It takes a lot to shock me, but the decision to award embattled contractor Carillion two pieces of one of the most important and prestigious infrastructure projects in Britain did the trick.
The beleaguered company is part of a joint venture that has won two of the nine lots for the HS2 high speed rail line linking London and Birmingham.
Lot C2 consists of North Portal Chiltern Tunnels to Brackley and is worth £724m. Lot C3 involves Brackley to Long Itchington Wood Green Tunnel South Portal and is worth £616m.
That’s a total of £1.4bn in taxpayers’ money going the way of a joint venture involving a company that just last week parted with its chief executive, suspended its dividend and announced a “thorough review” off the business and its capital structure.
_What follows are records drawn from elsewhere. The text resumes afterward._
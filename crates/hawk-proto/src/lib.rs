pub mod status;

pub use status::{DroneStatus, FlightMode, FlightState, Waypoint};
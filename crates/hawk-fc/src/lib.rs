pub mod command;
pub mod store;
pub mod telemetry;
pub mod tick;


pub use command::{CommandError, CommandOutput};
pub use store::StatusStore;
pub use telemetry::TelemetryConfig;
Promises to cut debt have not been kept, contracts have gone bad, and the company looks a mess.
The Government has made a huge fuss about HS2. By cutting travel time between London and Birmingham by an hour, HS2 is supposed to light a fire under the country’s currently struggling economy.
So Transport Secretary Chris Grayling had better hope Carillon can work through its problems and that they don’t slop over onto the work.
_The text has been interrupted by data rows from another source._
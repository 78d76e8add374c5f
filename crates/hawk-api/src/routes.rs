//! HTTP surface: thin JSON dispatch over the flight core.
//!
//! Every handler reads or transitions the shared store through its atomic
//! operations and serializes the outcome verbatim; no flight rules live here.

use axum::extract::State;
use axum::http::StatusCode;
use axum::response::{IntoResponse, Response};
use axum::routing::{get, post};
use axum::{Json, Router};
use hawk_fc::{command, CommandError, StatusStore};
use hawk_nav::MissionArea;
use hawk_proto::{DroneStatus, Waypoint};
use serde::{Deserialize, Serialize};
use tower_http::cors::CorsLayer;
use tracing::{info, warn};

#[derive(Clone)]
pub struct ApiState {
    pub store: StatusStore,
    pub area: MissionArea,
}

#[derive(Debug, Serialize)]
pub struct MessageResponse {
    pub message: String,
}

#[derive(Debug, Serialize)]
pub struct MissionResponse {
    pub message: String,
    pub mission: Vec<Waypoint>,
}

#[derive(Debug, Deserialize)]
pub struct MissionRequest {
    #[serde(default)]
    pub waypoints: Vec<String>,
}

#[derive(Debug, Deserialize)]
pub struct FailureRequest {
    pub mode: String,
}

/// Command rejections surface as 400 with the handler's message; none are
/// fatal to the process.
struct ApiError(CommandError);

impl From<CommandError> for ApiError {
    fn from(err: CommandError) -> Self {
        Self(err)
    }
}

impl IntoResponse for ApiError {
    fn into_response(self) -> Response {
        let message = self.0.to_string();
        warn!(%message, "command rejected");
        (StatusCode::BAD_REQUEST, Json(MessageResponse { message })).into_response()
    }
}

pub fn router(state: ApiState) -> Router {
    Router::new()
        .route("/api/arm", post(arm))
        .route("/api/takeoff", post(takeoff))
        .route("/api/land", post(land))
        .route("/api/status", get(status))
        .route("/api/mission", post(upload_mission))
        .route("/api/clear_mission", post(clear_mission))
        .route("/api/inject_failure", post(inject_failure))
        .route("/api/reset", post(reset))
        .layer(CorsLayer::permissive())
        .with_state(state)
}

async fn arm(State(st): State<ApiState>) -> Result<Json<MessageResponse>, ApiError> {
    let out = st.store.apply(command::arm)?;
    info!(battery = out.status.battery, "drone armed");
    Ok(Json(MessageResponse { message: out.message }))
}

async fn takeoff(State(st): State<ApiState>) -> Result<Json<MessageResponse>, ApiError> {
    let out = st.store.apply(command::takeoff)?;
    info!(altitude = out.status.altitude, "drone airborne");
    Ok(Json(MessageResponse { message: out.message }))
}

async fn land(State(st): State<ApiState>) -> Result<Json<MessageResponse>, ApiError> {
    let out = st.store.apply(command::land)?;
    info!("landing sequence started");
    Ok(Json(MessageResponse { message: out.message }))
}

async fn status(State(st): State<ApiState>) -> Json<DroneStatus> {
    Json(st.store.read())
}

async fn upload_mission(
    State(st): State<ApiState>,
    Json(req): Json<MissionRequest>,
) -> Result<Json<MissionResponse>, ApiError> {
    // Reject before the geometry work; upload_mission re-checks under the lock.
    command::require_gps(&st.store.read())?;

    let mission = hawk_nav::plan_mission(&mut rand::thread_rng(), &req.waypoints, &st.area)
        .map_err(CommandError::from)?;
    let out = st.store.apply(move |s| command::upload_mission(s, mission))?;
    info!(waypoints = out.status.mission.len(), "mission uploaded");
    Ok(Json(MissionResponse { message: out.message, mission: out.status.mission }))
}

async fn clear_mission(State(st): State<ApiState>) -> Result<Json<MessageResponse>, ApiError> {
    let out = st.store.apply(|s| Ok(command::clear_mission(s)))?;
    info!("mission cleared");
    Ok(Json(MessageResponse { message: out.message }))
}

async fn inject_failure(
    State(st): State<ApiState>,
    Json(req): Json<FailureRequest>,
) -> Result<Json<MessageResponse>, ApiError> {
    let out = st.store.apply(|s| command::inject_failure(s, &req.mode))?;
    info!(mode = %req.mode, "failure injected");
    Ok(Json(MessageResponse { message: out.message }))
}

async fn reset(State(st): State<ApiState>) -> Result<Json<MessageResponse>, ApiError> {
    let out = st.store.apply(|_| Ok(command::reset()))?;
    info!("status reset to defaults");
    Ok(Json(MessageResponse { message: out.message }))
}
The project is supposed to be up and running by 2026. If it is I’ll cheerfully attend the opening ceremony in a shocking pink tutu and a football shirt in the colours of a team of Mr Grayling’s choice.
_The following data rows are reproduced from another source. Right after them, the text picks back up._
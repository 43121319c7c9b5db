//! Local AES-GCM wrapping of data keys under a master key
//!
//! Wrapped form: base64(nonce || ciphertext || tag), 12-byte nonce and
//! 16-byte tag. The cipher width follows the master key length.
// Copyright 2025 Francisco F. Pinochet
//
// Licensed under the Apache License, Version 2.0 (the "License");
// you may not use this file except in compliance with the License.
// You may obtain a copy of the License at
//
//     http://www.apache.org/licenses/LICENSE-2.0
//
// Unless required by applicable law or agreed to in writing, software
// distributed under the License is distributed on an "AS IS" BASIS,
// WITHOUT WARRANTIES OR CONDITIONS OF ANY KIND, either express or implied.
// See the License for the specific language governing permissions and
// limitations under the License.


use crate::error::{KmsError, KmsResult};
use crate::key_list::BASE64;
use crate::key_types::MasterKey;
use aes_gcm::{
    aead::{consts::U12, Aead, KeyInit, OsRng, Payload},
    aes::Aes192,
    Aes128Gcm, Aes256Gcm, AesGcm,
};
use base64::Engine as _;

type Aes192Gcm = AesGcm<Aes192, U12>;

pub const NONCE_LENGTH: usize = 12;
pub const TAG_LENGTH: usize = 16;

/// Wrap `key_bytes` under `master_key`, binding `aad`
pub fn wrap_key_locally(key_bytes: &[u8], master_key: &MasterKey, aad: &[u8]) -> KmsResult<String> {
    let secret = master_key.secret();
    let sealed = match secret.len() {
        16 => seal::<Aes128Gcm>(secret, key_bytes, aad),
        24 => seal::<Aes192Gcm>(secret, key_bytes, aad),
        32 => seal::<Aes256Gcm>(secret, key_bytes, aad),
        length => Err(KmsError::InvalidKeyLength {
            name: master_key.name().to_string(),
            length,
        }),
    }?;
    Ok(BASE64.encode(sealed))
}

/// Unwrap a blob produced by [`wrap_key_locally`].
///
/// Every failure, including undecodable input, is `KeyAccessDenied`.
pub fn unwrap_key_locally(wrapped_key: &str, master_key: &MasterKey, aad: &[u8]) -> KmsResult<Vec<u8>> {
    let denied = || KmsError::KeyAccessDenied(master_key.name().to_string());

    let sealed = BASE64.decode(wrapped_key.trim()).map_err(|_| denied())?;
    if sealed.len() < NONCE_LENGTH + TAG_LENGTH {
        return Err(denied());
    }

    let secret = master_key.secret();
    let opened = match secret.len() {
        16 => open::<Aes128Gcm>(secret, &sealed, aad),
        24 => open::<Aes192Gcm>(secret, &sealed, aad),
        32 => open::<Aes256Gcm>(secret, &sealed, aad),
        _ => None,
    };
    opened.ok_or_else(denied)
}

fn seal<C: Aead + KeyInit>(secret: &[u8], plaintext: &[u8], aad: &[u8]) -> KmsResult<Vec<u8>> {
    let cipher = C::new_from_slice(secret)
        .map_err(|e| KmsError::Encryption(format!("Invalid master key: {}", e)))?;
    let nonce = C::generate_nonce(&mut OsRng);

    let ciphertext = cipher
        .encrypt(&nonce, Payload { msg: plaintext, aad })
        .map_err(|e| KmsError::Encryption(format!("Encryption failed: {}", e)))?;

    // Prepend nonce to ciphertext
    let mut result = nonce.to_vec();
    result.extend_from_slice(&ciphertext);
    Ok(result)
}

fn open<C: Aead + KeyInit>(secret: &[u8], sealed: &[u8], aad: &[u8]) -> Option<Vec<u8>> {
    let cipher = C::new_from_slice(secret).ok()?;
    let (nonce_bytes, ciphertext) = sealed.split_at(NONCE_LENGTH);
    let nonce = aes_gcm::aead::Nonce::<C>::from_slice(nonce_bytes);

    cipher.decrypt(nonce, Payload { msg: ciphertext, aad }).ok()
}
Thanks to Carillon’s appointment, I feel quite comfortable in making that offer. If only taxpayers could feel similarly blasé.
The Transport Secretary – fresh from handing Southern Rail operator GTR what amounted to a slap on the wrist for the misery it has inflicted upon commuters – has sought to reassure the public by pointing out on Sky News that it isn’t on its own with this contract. It’s part of a team.
Thing is, I’m not sure how that mitigates the risk. If one part of a joint venture trips up, it wouldn’t surprise anyone to see the whole thing tripping up.
Apparently, however, the Government has also had “secure undertakings” from the contractors that all will be well and that they will deliver.
But, as a politician, Mr Grayling really ought to understand how much a promise like that is actually worth in practice.
Undertakings can be as secure as you like, until circumstances make them less so.
Investors in Carillion will have had good reason to feel secure after reading through the trading statements it issued prior to its profit warning. They said that all was well, trading was in line, the company’s debt pile would be reduced. Until that changed.
How secure will Mr Grayling’s undertakings be if the actions the company is taking fail to fix its problems? Is he absolutely certain that such an occurrence won’t affect the performance of this contract?
If I were on the Transport Committee, I’d want him in front of me answering questions like that in even more of a hurry than one of the shiny new HS2 trains when they finally hit the tracks.
The maddening thing about watching the British Government’s dealings with companies that rely on the taxpayer’s coin is that it doesn’t seem to matter how often they muck things up. There’s always another contract to be won, always another minister to sign on the dotted line, always a ready supply of excuses if and when things don’t turn out as planned.
Perhaps I’ll be proved wrong about this one. Perhaps Mr Grayling will get a good laugh at my expense when he sees me in the tutu and his team’s colours at HS2 the opening ceremony in 2026. Perhaps Donald Trump will manage to stay off Twitter for longer than 24 hours and England will win a penalty shoot out against Germany. We do live in strange times, after all.
However, by 2026 Mr Grayling will almost certainly be in a different job, if he even has one. So it will be for someone else to pick up the pieces if HS2 does all fall apart.
In the meantime, Carillion’s shares shot up by 8 per cent as news of its big win broke. So at least someone out there is happy about all this.